Shores Atlantic LLC, the group that would operate the new service, is in final talks with the owners of the Scotia Prince, the 300-cabin ship they hope to lease, and with the Massachusetts Port Authority for dock space, said Eugene Hartigan, one of five investors in the venture.
If all goes well, final contracts between the parties could be signed this month, clearing the way for the inaugural 14-hour cruise sometime between July 1 and Aug. 1, he said.
The ferry would be the first such regular service connecting Boston's waterways with Canada's Nova Scotia, and could boost Massport's efforts to bring more cruise passengers through the Port of Boston. The number of passengers taking cruises from Boston has risen and tumbled in recent years, even as Massport has worked to draw more ships and more passengers.

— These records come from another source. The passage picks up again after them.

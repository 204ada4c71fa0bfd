pub mod memory_repository;
pub mod repository;
pub mod repository_sqlx;
pub mod schema;

use sqlx::AnyPool;
use sqlx::any::AnyPoolOptions;

/// Connection pool sized for expected concurrency; no long-held transactions").
#[derive(Clone)]
pub struct Db {
    pub pool: AnyPool,
}

impl Db {
    pub async fn connect(database_url: &str) -> anyhow::Result<Self> {
        let pool = AnyPoolOptions::new()
            .max_connections(25)
            .min_connections(10)
            .connect(database_url)
            .await?;

        Ok(Self { pool })
    }

    pub async fn migrate(&self) -> anyhow::Result<()> {
        schema::migrate(&self.pool).await
    }
}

Several cruise lines offer Caribbean, trans-Atlantic, and Bermuda cruises from Boston. This year, Massport expects 225,000 passengers to board cruise ships here, up from 199,453 in 2004.
Massport spokeswoman Danny Levy confirmed the talks, but said that several regulatory and community approval hurdles still need to be cleared.

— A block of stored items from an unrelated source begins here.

use std::sync::atomic::Ordering;

use tonic::{Request, Response, Status};

use crate::error::AppError;
use crate::intake::{CreateOrderResponse as CoreResponse, CustomerRequest, Intake, LineItemRequest};
use crate::metrics::Counters;

pub mod proto {
    tonic::include_proto!("orders");
}

use proto::order_intake_server::{OrderIntake, OrderIntakeServer};
use proto::{CreateOrderRequest, CreateOrderResponse};

/// RPC ingress. Thin
/// transport wrapper: all domain logic lives in `Intake`.
pub struct OrderIntakeService {
    intake: Intake,
    counters: Counters,
}

impl OrderIntakeService {
    pub fn new(intake: Intake, counters: Counters) -> Self {
        Self { intake, counters }
    }

    pub fn into_server(self) -> OrderIntakeServer<Self> {
        OrderIntakeServer::new(self)
    }
}

impl From<AppError> for Status {
    fn from(err: AppError) -> Self {
        match err {
            AppError::InvalidRequest { .. }
            | AppError::NoCapacity
            | AppError::Disabled(_)
            | AppError::OutsideBusinessHours => Status::invalid_argument(err.to_string()),
            AppError::AdmissionFailed(_) | AppError::TransientDownstream(_) => {
                Status::unavailable(err.to_string())
            }
            AppError::DataCorrupted(_) | AppError::FatalDownstream(_) => {
                Status::internal(err.to_string())
            }
        }
    }
}

#[tonic::async_trait]
impl OrderIntake for OrderIntakeService {
    async fn create_order(
        &self,
        request: Request<CreateOrderRequest>,
    ) -> Result<Response<CreateOrderResponse>, Status> {
        let req = request.into_inner();
        let core_req = to_core_request(req)?;

        let resp: CoreResponse = match self.intake.create_order(core_req).await {
            Ok(resp) => {
                self.counters.orders_created.fetch_add(1, Ordering::Relaxed);
                resp
            }
            Err(e) => {
                match &e {
                    AppError::NoCapacity => {
                        self.counters
                            .orders_rejected_no_capacity
                            .fetch_add(1, Ordering::Relaxed);
                    }
                    AppError::InvalidRequest { .. } => {
                        self.counters
                            .orders_rejected_invalid
                            .fetch_add(1, Ordering::Relaxed);
                    }
                    AppError::AdmissionFailed(_) => {
                        self.counters
                            .orders_admission_failed
                            .fetch_add(1, Ordering::Relaxed);
                    }
                    _ => {}
                }
                return Err(Status::from(e));
            }
        };

        Ok(Response::new(CreateOrderResponse {
            id: resp.id.to_string(),
            display_id: resp.display_id,
            slot_start_iso8601: resp.slot_start.to_rfc3339(),
            visible_at_iso8601: resp.visible_at.to_rfc3339(),
        }))
    }
}

fn to_core_request(
    req: CreateOrderRequest,
) -> Result<crate::intake::CreateOrderRequest, Status> {
    let customer = req
        .customer
        .ok_or_else(|| Status::invalid_argument("customer is required"))?;

    let discount = req.total_price - req.final_price;

    Ok(crate::intake::CreateOrderRequest {
        items: req
            .items
            .into_iter()
            .map(|i| LineItemRequest {
                sku: i.sku,
                quantity: i.quantity,
                extras: i.extras,
            })
            .collect(),
        total_price: req.total_price,
        final_price: req.final_price,
        discount,
        is_pickup: req.is_pickup,
        customer: CustomerRequest {
            phone: customer.phone,
            first_name: customer.first_name,
            last_name: customer.last_name,
            delivery_address: customer.delivery_address,
        },
    })
}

The group is negotiating with Massport over the use of two potential docking locations for the ferry. Hartigan said the group prefers a deep-water berth along the Mystic River in Charlestown, a site that has ample parking.
''We look at the ship as a fun vehicle for people who maybe wouldn't take a Caribbean cruise, but would take a two- or four-day trip to Nova Scotia," Hartigan said.
If the new ferry sees the light of day, it would replace a defunct service that until last year ran between Portland, Maine, and Nova Scotia. Scotia Prince Cruises, the company that used to operate that service, canceled its 2005 schedule in April, citing ''dangerous levels of toxic mold" infesting the cruise terminal it had leased from the City of Portland, according to a statement from the company's chairman, Matthew Hudson, posted on its website.
Officials for Scotia Prince Cruises did not return calls from the Globe, but Gary Wood, Portland's city attorney, confirmed that the cruise company has filed a lawsuit against the city.
''Our view of why they stopped running out of Portland is very different from their view," Wood said. The city plans to countersue and has leased the terminal space out to a bus company that is running trips to the Foxwoods casino in Connecticut, he said.
Portland's loss could end up the gain of Bostonians and others willing to travel here for an overnight cruise filled with gambling, shows, or just relaxation.
Hartigan said the Portland lawsuit should not affect his group's efforts to lease the Scotia Prince. The ship can accommodate 1,000 passengers and about 185 cars, and the fares would range from $100 to $200 per round trip. He said the company could be profitable with roughly 250 people on each trip.
The ship carried an average of 700 to 800 passengers per trip when it was running from Portland, Hartigan said.
Initial plans are for Monday, Wednesday, and Friday evening departures from Boston to Shelburne, Nova Scotia, with return trips on Tuesday, Thursday, and Saturday mornings. Shelburne is a two-hour drive south of Halifax.
On Sundays, the group would operate a $50 per person ''family cruise to nowhere" that would take between four and six hours and travel a short distance into the Atlantic and back to Boston.
The cruise season would last through October, Hartigan said.
Once onboard, passengers could play slot machines and other gaming tables, watch a show in a 237-seat theater, or use a spa.